WHAT NEEDS TO BE DONE:
Nothing in the entries may be dropped: restate them word for word.

(Collected data)
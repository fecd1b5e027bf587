// Licensed to the Apache Software Foundation (ASF) under one
// or more contributor license agreements.  See the NOTICE file
// distributed with this work for additional information
// regarding copyright ownership.  The ASF licenses this file
// to you under the Apache License, Version 2.0 (the
// "License"); you may not use this file except in compliance
// with the License.  You may obtain a copy of the License at
//
//   http://www.apache.org/licenses/LICENSE-2.0
//
// Unless required by applicable law or agreed to in writing,
// software distributed under the License is distributed on an
// "AS IS" BASIS, WITHOUT WARRANTIES OR CONDITIONS OF ANY
// KIND, either express or implied.  See the License for the
// specific language governing permissions and limitations
// under the License.
//! Execution status returned by pull operators.
//!
//! Expression, chunk and hash-index helpers report failures as plain `String`s.
//! Operators wrap them into [`ExecError`] so the driver can tell a cancelled
//! fragment from a failed query and from an engine defect.

use std::fmt;

#[derive(Clone, Copy, Debug, PartialEq, Eq)]
pub enum ExecErrorKind {
    /// The fragment was cancelled by the caller. Not a query failure.
    Cancelled,
    /// A scalar subquery produced more than one row for an outer row.
    CardinalityViolation,
    /// An engine invariant was broken (e.g. a non-final build chunk of the wrong size).
    InvariantViolation,
    /// Any other error, including those propagated from upstream operators.
    Failed,
}

impl ExecErrorKind {
    pub fn as_str(self) -> &'static str {
        match self {
            ExecErrorKind::Cancelled => "CANCELLED",
            ExecErrorKind::CardinalityViolation => "CARDINALITY_VIOLATION",
            ExecErrorKind::InvariantViolation => "INTERNAL_ERROR",
            ExecErrorKind::Failed => "RUNTIME_ERROR",
        }
    }
}

#[derive(Clone, Debug, PartialEq, Eq)]
pub struct ExecError {
    pub kind: ExecErrorKind,
    pub message: String,
}

impl ExecError {
    pub fn new(kind: ExecErrorKind, message: impl Into<String>) -> Self {
        Self {
            kind,
            message: message.into(),
        }
    }

    pub fn cancelled(message: impl Into<String>) -> Self {
        Self::new(ExecErrorKind::Cancelled, message)
    }

    pub fn cardinality_violation(message: impl Into<String>) -> Self {
        Self::new(ExecErrorKind::CardinalityViolation, message)
    }

    pub fn invariant(message: impl Into<String>) -> Self {
        Self::new(ExecErrorKind::InvariantViolation, message)
    }

    pub fn failed(message: impl Into<String>) -> Self {
        Self::new(ExecErrorKind::Failed, message)
    }

    pub fn is_cancelled(&self) -> bool {
        self.kind == ExecErrorKind::Cancelled
    }

    /// Fatal errors must abort the query; they are never retried.
    pub fn is_fatal(&self) -> bool {
        matches!(
            self.kind,
            ExecErrorKind::CardinalityViolation | ExecErrorKind::InvariantViolation
        )
    }
}

impl fmt::Display for ExecError {
    fn fmt(&self, f: &mut fmt::Formatter<'_>) -> fmt::Result {
        write!(f, "[{}] {}", self.kind.as_str(), self.message)
    }
}

impl std::error::Error for ExecError {}

impl From<String> for ExecError {
    fn from(message: String) -> Self {
        Self::failed(message)
    }
}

ANSWER TO THIS TASK:
repository fecd1b5e027bf587
// Licensed to the Apache Software Foundation (ASF) under one
// or more contributor license agreements.  See the NOTICE file
// distributed with this work for additional information
// regarding copyright ownership.  The ASF licenses this file
// to you under the Apache License, Version 2.0 (the
// "License"); you may not use this file except in compliance
// with the License.  You may obtain a copy of the License at
//
//   http://www.apache.org/licenses/LICENSE-2.0
//
// Unless required by applicable law or agreed to in writing,
// software distributed under the License is distributed on an
// "AS IS" BASIS, WITHOUT WARRANTIES OR CONDITIONS OF ANY
// KIND, either express or implied.  See the License for the
// specific language governing permissions and limitations
// under the License.
//! Execution status returned by pull operators.
//!
//! Expression, chunk and hash-index helpers report failures as plain `String`s.
//! Operators wrap them into [`ExecError`] so the driver can tell a cancelled
//! fragment from a failed query and from an engine defect.

use std::fmt;

#[derive(Clone, Copy, Debug, PartialEq, Eq)]
pub enum ExecErrorKind {
    /// The fragment was cancelled by the caller. Not a query failure.
    Cancelled,
    /// A scalar subquery produced more than one row for an outer row.
    CardinalityViolation,
    /// An engine invariant was broken (e.g. a non-final build chunk of the wrong size).
    InvariantViolation,
    /// Any other error, including those propagated from upstream operators.
    Failed,
}

impl ExecErrorKind {
    pub fn as_str(self) -> &'static str {
        match self {
            ExecErrorKind::Cancelled => "CANCELLED",
            ExecErrorKind::CardinalityViolation => "CARDINALITY_VIOLATION",
            ExecErrorKind::InvariantViolation => "INTERNAL_ERROR",
            ExecErrorKind::Failed => "RUNTIME_ERROR",
        }
    }
}

#[derive(Clone, Debug, PartialEq, Eq)]
pub struct ExecError {
    pub kind: ExecErrorKind,
    pub message: String,
}

impl ExecError {
    pub fn new(kind: ExecErrorKind, message: impl Into<String>) -> Self {
        Self {
            kind,
            message: message.into(),
        }
    }

    pub fn cancelled(message: impl Into<String>) -> Self {
        Self::new(ExecErrorKind::Cancelled, message)
    }

    pub fn cardinality_violation(message: impl Into<String>) -> Self {
        Self::new(ExecErrorKind::CardinalityViolation, message)
    }

    pub fn invariant(message: impl Into<String>) -> Self {
        Self::new(ExecErrorKind::InvariantViolation, message)
    }

    pub fn failed(message: impl Into<String>) -> Self {
        Self::new(ExecErrorKind::Failed, message)
    }

    pub fn is_cancelled(&self) -> bool {
        self.kind == ExecErrorKind::Cancelled
    }

    /// Fatal errors must abort the query; they are never retried.
    pub fn is_fatal(&self) -> bool {
        matches!(
            self.kind,
            ExecErrorKind::CardinalityViolation | ExecErrorKind::InvariantViolation
        )
    }
}

impl fmt::Display for ExecError {
    fn fmt(&self, f: &mut fmt::Formatter<'_>) -> fmt::Result {
        write!(f, "[{}] {}", self.kind.as_str(), self.message)
    }
}

impl std::error::Error for ExecError {}

impl From<String> for ExecError {
    fn from(message: String) -> Self {
        Self::failed(message)
    }
}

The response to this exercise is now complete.